▶ _What is expected_
Search the records below for the string "struct", and report each line that contains it.

::: Data listing :::

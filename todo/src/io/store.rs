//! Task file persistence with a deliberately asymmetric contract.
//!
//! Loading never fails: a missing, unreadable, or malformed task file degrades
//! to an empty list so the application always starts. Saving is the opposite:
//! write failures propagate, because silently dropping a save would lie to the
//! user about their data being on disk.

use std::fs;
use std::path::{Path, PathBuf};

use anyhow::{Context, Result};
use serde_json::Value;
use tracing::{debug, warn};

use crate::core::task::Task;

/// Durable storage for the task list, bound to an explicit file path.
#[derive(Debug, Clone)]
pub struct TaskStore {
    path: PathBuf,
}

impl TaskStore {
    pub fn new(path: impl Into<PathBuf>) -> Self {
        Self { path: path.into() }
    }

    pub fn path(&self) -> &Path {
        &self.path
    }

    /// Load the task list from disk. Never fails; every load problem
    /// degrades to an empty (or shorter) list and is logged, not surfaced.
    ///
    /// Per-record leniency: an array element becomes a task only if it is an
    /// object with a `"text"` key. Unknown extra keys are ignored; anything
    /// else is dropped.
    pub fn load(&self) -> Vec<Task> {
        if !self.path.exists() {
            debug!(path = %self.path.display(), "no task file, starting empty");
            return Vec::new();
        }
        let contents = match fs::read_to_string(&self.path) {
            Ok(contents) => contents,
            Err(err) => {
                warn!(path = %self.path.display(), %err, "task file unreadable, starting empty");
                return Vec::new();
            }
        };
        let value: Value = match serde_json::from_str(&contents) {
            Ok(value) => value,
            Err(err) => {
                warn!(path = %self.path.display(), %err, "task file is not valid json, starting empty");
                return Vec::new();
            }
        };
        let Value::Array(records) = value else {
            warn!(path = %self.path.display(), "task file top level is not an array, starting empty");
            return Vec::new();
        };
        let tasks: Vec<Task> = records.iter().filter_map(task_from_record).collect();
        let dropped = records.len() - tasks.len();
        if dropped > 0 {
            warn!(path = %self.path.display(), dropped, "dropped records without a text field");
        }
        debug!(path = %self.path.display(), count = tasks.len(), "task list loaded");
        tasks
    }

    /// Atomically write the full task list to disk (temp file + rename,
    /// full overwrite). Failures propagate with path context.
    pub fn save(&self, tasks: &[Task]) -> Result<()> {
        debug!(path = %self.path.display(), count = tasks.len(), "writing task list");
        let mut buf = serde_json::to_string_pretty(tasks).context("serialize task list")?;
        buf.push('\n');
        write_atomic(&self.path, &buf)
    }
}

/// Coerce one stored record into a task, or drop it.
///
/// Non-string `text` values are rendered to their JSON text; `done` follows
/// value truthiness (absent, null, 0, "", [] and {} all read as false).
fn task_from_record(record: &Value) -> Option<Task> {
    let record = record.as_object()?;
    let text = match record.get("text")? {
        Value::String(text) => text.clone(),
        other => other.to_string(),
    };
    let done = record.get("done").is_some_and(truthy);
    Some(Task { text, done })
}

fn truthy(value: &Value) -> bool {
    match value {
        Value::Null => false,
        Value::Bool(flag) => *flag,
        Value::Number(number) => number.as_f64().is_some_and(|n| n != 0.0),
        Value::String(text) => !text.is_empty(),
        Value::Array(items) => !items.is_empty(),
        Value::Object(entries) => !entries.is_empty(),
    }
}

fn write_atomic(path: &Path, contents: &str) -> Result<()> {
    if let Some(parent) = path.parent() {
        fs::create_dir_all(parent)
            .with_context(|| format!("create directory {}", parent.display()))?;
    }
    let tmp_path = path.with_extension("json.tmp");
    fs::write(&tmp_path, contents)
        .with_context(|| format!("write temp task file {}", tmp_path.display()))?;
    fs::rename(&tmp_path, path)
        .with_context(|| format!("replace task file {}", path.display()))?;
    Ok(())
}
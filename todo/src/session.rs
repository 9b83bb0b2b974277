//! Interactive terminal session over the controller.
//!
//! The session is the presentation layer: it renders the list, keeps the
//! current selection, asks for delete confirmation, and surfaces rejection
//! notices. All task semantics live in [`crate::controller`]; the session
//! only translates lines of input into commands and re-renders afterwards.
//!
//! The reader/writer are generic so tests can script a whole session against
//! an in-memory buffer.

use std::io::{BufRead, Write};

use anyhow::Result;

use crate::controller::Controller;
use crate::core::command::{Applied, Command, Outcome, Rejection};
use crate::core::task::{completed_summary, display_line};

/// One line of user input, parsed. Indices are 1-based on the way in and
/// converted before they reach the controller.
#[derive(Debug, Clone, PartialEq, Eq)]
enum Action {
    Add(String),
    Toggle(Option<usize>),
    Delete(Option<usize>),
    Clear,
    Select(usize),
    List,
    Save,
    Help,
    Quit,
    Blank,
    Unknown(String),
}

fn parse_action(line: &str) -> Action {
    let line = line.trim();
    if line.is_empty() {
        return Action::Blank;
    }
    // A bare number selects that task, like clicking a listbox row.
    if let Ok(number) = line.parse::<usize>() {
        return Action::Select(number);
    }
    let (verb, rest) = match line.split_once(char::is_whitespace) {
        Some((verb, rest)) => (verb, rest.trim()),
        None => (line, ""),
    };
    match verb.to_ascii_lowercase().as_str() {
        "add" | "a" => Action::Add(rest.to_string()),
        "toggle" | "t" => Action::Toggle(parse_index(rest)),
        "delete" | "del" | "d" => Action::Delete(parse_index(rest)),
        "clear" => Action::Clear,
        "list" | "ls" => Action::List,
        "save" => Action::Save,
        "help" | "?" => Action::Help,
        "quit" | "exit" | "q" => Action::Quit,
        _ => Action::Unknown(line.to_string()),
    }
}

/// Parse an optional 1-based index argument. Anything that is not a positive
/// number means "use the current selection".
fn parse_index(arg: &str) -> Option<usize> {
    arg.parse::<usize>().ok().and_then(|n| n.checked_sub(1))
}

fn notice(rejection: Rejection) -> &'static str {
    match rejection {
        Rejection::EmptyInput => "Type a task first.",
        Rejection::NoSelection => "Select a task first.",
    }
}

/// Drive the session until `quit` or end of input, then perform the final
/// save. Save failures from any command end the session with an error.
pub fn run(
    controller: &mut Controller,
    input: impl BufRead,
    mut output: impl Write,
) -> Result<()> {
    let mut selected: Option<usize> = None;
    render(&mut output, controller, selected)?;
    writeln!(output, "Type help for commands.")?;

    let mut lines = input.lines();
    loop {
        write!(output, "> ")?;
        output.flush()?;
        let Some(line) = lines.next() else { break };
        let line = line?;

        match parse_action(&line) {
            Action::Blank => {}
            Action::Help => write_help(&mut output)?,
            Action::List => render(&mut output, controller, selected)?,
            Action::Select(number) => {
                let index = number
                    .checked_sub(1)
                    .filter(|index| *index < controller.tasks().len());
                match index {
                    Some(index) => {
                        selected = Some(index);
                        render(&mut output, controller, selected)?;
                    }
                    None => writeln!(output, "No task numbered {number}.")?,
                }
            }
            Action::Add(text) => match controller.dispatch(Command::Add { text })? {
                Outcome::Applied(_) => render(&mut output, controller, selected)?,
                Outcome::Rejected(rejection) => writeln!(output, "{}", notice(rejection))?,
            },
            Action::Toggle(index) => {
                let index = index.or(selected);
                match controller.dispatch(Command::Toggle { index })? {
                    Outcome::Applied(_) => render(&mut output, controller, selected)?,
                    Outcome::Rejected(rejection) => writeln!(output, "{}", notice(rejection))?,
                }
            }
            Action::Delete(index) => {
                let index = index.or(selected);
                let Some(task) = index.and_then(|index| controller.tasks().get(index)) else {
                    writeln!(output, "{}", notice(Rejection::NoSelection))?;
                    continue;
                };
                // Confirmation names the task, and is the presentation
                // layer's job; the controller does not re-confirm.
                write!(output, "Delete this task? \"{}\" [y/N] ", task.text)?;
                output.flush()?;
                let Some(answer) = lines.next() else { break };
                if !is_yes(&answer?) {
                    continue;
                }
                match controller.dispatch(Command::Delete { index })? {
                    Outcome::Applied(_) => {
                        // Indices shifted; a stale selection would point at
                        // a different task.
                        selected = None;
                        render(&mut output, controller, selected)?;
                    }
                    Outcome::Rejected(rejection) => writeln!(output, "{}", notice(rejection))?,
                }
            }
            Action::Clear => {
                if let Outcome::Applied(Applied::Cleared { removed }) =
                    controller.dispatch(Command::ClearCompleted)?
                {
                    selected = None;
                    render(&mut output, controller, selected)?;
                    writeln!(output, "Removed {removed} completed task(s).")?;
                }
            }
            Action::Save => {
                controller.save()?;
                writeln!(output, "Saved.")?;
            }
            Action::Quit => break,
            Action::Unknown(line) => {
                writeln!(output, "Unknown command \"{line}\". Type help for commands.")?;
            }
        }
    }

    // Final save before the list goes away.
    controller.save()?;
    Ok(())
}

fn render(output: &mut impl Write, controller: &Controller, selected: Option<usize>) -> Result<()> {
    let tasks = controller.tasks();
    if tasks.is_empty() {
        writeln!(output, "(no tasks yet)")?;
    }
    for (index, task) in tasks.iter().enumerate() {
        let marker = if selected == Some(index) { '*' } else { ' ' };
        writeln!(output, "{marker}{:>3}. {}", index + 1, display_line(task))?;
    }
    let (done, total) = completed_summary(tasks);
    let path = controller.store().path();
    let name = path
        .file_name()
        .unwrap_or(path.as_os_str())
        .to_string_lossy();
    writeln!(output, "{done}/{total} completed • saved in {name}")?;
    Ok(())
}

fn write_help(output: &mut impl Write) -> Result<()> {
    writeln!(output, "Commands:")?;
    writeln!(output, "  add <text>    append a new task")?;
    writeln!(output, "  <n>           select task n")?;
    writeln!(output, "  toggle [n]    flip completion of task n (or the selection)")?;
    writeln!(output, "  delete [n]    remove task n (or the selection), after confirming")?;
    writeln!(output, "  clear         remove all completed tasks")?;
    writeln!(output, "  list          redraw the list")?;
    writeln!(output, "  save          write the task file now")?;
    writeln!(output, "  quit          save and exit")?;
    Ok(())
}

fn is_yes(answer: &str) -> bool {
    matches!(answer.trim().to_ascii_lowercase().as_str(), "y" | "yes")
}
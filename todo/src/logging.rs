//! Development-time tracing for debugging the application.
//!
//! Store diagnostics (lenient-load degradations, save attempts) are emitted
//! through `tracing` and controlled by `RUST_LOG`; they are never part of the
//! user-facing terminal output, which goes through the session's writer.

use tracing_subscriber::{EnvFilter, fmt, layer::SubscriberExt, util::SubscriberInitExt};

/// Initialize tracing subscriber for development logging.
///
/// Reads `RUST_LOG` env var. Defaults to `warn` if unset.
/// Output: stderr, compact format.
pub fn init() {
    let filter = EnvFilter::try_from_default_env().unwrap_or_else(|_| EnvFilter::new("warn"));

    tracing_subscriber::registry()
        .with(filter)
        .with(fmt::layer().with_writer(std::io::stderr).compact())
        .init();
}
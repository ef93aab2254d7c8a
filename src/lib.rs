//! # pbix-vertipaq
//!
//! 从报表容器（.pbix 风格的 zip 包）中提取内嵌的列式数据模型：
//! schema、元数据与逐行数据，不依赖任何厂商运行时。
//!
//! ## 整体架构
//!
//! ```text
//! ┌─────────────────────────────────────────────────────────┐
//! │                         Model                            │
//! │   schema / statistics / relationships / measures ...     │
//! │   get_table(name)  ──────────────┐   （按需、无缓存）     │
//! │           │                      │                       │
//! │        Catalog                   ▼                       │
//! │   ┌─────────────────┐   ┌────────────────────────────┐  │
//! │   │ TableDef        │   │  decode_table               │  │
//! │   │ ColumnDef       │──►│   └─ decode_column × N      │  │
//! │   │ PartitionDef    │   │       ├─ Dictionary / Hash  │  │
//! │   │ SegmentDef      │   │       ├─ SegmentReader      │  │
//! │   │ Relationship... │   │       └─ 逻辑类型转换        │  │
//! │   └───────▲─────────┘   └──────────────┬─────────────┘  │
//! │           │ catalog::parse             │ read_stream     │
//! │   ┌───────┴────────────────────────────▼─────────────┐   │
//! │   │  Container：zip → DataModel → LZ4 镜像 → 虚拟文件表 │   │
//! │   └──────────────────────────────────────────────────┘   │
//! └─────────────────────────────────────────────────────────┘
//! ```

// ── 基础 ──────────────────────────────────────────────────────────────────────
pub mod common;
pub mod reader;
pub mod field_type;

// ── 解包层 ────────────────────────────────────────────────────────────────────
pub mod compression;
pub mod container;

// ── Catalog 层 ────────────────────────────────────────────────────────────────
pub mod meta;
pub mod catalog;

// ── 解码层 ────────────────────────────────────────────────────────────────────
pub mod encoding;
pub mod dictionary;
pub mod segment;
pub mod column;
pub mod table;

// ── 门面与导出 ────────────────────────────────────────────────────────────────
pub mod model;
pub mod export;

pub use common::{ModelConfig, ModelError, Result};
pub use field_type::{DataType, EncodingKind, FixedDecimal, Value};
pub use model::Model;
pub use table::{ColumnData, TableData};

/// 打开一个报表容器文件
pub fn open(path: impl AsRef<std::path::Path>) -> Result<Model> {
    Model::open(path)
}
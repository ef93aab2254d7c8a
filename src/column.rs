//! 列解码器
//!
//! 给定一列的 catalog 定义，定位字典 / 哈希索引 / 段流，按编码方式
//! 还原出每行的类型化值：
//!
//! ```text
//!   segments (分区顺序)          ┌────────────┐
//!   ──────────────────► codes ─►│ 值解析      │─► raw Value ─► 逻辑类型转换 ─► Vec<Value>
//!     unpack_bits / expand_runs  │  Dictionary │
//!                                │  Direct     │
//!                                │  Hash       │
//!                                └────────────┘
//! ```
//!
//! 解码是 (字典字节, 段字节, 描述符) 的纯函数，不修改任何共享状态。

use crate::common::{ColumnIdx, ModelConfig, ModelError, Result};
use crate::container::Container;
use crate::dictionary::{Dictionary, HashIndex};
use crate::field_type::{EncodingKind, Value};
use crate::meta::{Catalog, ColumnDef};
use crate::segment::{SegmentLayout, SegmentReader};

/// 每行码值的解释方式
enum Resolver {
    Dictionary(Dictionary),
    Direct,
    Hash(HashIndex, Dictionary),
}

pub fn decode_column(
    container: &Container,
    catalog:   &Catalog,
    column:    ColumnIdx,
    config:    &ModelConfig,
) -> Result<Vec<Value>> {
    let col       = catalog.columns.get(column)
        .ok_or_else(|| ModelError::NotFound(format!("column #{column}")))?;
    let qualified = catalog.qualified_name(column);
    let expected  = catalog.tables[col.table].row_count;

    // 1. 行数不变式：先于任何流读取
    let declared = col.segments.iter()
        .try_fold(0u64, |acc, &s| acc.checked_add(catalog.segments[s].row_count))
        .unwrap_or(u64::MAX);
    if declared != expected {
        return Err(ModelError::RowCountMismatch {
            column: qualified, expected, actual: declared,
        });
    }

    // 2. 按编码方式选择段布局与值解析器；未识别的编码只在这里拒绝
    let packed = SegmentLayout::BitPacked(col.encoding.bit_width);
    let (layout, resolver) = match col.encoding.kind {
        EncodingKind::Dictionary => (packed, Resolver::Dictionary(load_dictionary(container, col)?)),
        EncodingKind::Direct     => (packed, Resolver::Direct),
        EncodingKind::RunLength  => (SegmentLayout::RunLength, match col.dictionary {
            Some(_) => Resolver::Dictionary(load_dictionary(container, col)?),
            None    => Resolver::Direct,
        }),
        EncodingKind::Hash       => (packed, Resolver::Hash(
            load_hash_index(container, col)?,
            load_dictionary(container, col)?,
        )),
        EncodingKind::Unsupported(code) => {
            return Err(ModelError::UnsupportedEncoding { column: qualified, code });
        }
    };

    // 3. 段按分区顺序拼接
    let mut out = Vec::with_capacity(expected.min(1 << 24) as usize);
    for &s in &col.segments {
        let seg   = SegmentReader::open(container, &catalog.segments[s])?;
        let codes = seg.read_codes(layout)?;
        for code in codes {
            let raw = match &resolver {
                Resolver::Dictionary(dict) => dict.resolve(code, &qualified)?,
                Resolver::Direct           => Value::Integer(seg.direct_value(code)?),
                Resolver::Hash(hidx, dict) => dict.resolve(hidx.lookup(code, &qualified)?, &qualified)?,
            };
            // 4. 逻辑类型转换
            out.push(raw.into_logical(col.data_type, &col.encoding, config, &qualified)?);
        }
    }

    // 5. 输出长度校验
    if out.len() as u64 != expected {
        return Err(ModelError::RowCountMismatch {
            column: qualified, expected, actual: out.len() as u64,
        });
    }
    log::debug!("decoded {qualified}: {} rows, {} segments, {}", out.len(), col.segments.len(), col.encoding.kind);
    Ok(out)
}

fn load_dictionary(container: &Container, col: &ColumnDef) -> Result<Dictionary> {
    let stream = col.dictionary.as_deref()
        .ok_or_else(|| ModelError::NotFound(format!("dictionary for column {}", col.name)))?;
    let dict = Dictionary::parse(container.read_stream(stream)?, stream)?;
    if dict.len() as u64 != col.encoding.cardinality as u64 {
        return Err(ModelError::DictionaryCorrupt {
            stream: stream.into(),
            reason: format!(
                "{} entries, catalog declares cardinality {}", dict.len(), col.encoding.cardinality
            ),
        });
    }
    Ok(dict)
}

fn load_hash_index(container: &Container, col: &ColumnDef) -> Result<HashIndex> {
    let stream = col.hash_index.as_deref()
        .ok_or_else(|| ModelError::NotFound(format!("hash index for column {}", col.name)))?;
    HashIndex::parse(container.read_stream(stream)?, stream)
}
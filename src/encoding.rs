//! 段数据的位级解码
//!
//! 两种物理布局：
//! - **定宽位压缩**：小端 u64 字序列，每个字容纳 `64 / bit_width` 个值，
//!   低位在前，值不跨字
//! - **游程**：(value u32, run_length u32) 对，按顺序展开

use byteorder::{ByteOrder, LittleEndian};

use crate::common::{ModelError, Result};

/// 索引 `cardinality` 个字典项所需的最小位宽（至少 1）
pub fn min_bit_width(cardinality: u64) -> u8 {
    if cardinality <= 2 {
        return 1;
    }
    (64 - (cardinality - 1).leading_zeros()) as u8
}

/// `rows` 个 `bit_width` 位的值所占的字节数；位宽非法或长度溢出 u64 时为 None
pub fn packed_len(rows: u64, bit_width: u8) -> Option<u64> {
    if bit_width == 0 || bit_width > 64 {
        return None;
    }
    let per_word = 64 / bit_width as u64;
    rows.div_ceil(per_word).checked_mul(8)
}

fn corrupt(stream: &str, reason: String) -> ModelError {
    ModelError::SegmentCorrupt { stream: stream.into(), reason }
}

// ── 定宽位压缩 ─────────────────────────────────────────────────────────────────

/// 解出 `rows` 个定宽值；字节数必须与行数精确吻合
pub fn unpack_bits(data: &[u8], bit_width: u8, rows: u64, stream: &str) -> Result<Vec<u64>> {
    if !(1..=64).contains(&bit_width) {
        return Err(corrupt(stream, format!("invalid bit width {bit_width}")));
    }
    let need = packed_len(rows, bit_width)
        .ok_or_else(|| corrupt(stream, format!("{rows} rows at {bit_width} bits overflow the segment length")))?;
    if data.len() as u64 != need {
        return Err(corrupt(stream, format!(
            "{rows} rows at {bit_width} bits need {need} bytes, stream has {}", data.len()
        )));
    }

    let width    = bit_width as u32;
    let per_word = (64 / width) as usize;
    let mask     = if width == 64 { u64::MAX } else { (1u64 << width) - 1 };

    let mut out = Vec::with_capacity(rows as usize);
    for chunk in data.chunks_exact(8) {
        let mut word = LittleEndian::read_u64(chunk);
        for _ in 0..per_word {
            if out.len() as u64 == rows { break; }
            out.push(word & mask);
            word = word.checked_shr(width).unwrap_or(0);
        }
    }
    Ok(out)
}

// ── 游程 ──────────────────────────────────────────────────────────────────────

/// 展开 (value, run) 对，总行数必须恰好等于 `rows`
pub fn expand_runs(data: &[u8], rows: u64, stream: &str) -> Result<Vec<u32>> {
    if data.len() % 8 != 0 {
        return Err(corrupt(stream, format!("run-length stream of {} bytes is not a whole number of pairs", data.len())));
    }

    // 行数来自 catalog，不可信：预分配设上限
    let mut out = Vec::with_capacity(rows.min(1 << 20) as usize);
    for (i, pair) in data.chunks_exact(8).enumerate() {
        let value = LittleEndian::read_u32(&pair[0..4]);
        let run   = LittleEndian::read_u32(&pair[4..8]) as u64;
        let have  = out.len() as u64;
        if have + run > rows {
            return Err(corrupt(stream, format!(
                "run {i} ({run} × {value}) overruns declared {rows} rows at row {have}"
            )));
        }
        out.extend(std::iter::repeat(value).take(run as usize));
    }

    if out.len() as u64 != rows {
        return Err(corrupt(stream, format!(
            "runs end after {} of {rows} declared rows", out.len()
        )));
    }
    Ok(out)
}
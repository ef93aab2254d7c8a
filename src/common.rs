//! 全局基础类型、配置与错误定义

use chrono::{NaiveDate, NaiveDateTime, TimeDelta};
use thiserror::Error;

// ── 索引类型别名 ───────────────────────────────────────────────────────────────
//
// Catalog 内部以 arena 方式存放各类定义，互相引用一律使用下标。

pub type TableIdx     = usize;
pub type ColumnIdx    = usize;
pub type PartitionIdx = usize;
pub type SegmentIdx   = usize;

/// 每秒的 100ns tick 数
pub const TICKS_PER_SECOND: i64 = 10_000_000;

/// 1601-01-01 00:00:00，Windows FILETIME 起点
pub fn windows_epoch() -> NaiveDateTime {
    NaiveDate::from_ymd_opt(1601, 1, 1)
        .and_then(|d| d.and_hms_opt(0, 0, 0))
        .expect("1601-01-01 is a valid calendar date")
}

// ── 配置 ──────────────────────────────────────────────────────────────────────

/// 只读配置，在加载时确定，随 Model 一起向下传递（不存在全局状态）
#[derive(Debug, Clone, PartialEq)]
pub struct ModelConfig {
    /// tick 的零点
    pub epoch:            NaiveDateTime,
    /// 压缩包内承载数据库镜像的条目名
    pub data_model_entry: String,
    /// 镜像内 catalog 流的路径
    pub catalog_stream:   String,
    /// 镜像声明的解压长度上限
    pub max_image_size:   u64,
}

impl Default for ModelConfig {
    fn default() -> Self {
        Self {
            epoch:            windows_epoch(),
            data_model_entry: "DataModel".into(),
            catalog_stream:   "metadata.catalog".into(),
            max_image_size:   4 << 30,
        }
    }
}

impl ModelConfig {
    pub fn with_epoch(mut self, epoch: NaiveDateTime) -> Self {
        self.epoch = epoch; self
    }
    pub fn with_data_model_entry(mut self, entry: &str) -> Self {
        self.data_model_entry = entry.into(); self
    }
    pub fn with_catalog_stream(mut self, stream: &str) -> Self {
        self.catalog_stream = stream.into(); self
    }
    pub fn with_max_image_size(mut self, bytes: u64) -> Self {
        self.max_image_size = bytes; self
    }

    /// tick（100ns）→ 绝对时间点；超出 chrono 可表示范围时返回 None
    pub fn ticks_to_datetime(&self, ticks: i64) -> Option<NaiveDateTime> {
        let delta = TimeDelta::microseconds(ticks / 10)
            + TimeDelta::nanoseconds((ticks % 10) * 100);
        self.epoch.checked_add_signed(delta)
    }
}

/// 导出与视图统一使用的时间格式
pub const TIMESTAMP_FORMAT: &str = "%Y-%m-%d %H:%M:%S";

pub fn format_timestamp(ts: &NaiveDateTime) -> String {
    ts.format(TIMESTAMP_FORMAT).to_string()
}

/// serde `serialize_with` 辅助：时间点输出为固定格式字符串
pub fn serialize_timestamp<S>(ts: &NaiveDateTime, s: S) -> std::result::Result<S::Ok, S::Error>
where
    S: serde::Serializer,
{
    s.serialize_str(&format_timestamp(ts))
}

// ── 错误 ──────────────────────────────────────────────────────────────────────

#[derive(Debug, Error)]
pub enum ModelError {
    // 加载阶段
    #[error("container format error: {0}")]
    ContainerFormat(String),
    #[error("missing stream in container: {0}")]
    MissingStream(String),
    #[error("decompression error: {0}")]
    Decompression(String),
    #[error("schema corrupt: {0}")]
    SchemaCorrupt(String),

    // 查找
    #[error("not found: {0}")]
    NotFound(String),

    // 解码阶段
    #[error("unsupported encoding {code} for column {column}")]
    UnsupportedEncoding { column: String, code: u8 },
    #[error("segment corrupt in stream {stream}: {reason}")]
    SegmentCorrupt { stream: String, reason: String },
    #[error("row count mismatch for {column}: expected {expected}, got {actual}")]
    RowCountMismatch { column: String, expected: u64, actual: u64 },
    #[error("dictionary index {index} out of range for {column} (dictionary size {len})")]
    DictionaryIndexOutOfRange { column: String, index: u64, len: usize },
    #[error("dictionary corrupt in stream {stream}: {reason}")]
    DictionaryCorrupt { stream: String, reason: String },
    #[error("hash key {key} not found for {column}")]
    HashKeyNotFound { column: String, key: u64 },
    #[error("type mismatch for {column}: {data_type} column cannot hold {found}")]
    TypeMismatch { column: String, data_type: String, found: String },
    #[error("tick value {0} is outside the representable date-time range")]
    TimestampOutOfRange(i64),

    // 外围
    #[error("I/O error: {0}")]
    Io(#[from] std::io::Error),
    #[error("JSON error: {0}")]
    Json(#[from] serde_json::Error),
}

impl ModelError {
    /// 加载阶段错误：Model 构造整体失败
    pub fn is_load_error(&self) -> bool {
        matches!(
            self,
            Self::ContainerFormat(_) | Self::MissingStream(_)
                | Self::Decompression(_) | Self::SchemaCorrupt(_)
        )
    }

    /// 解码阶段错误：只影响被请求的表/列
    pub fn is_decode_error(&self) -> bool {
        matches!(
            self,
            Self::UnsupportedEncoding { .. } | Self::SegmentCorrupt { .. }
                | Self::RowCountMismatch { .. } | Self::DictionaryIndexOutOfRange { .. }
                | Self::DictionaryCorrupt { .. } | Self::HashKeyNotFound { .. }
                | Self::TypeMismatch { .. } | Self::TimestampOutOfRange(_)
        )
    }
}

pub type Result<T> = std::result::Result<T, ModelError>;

:::

▶ _Solution to this problem_
pub struct TaskStore {
pub struct ModelConfig {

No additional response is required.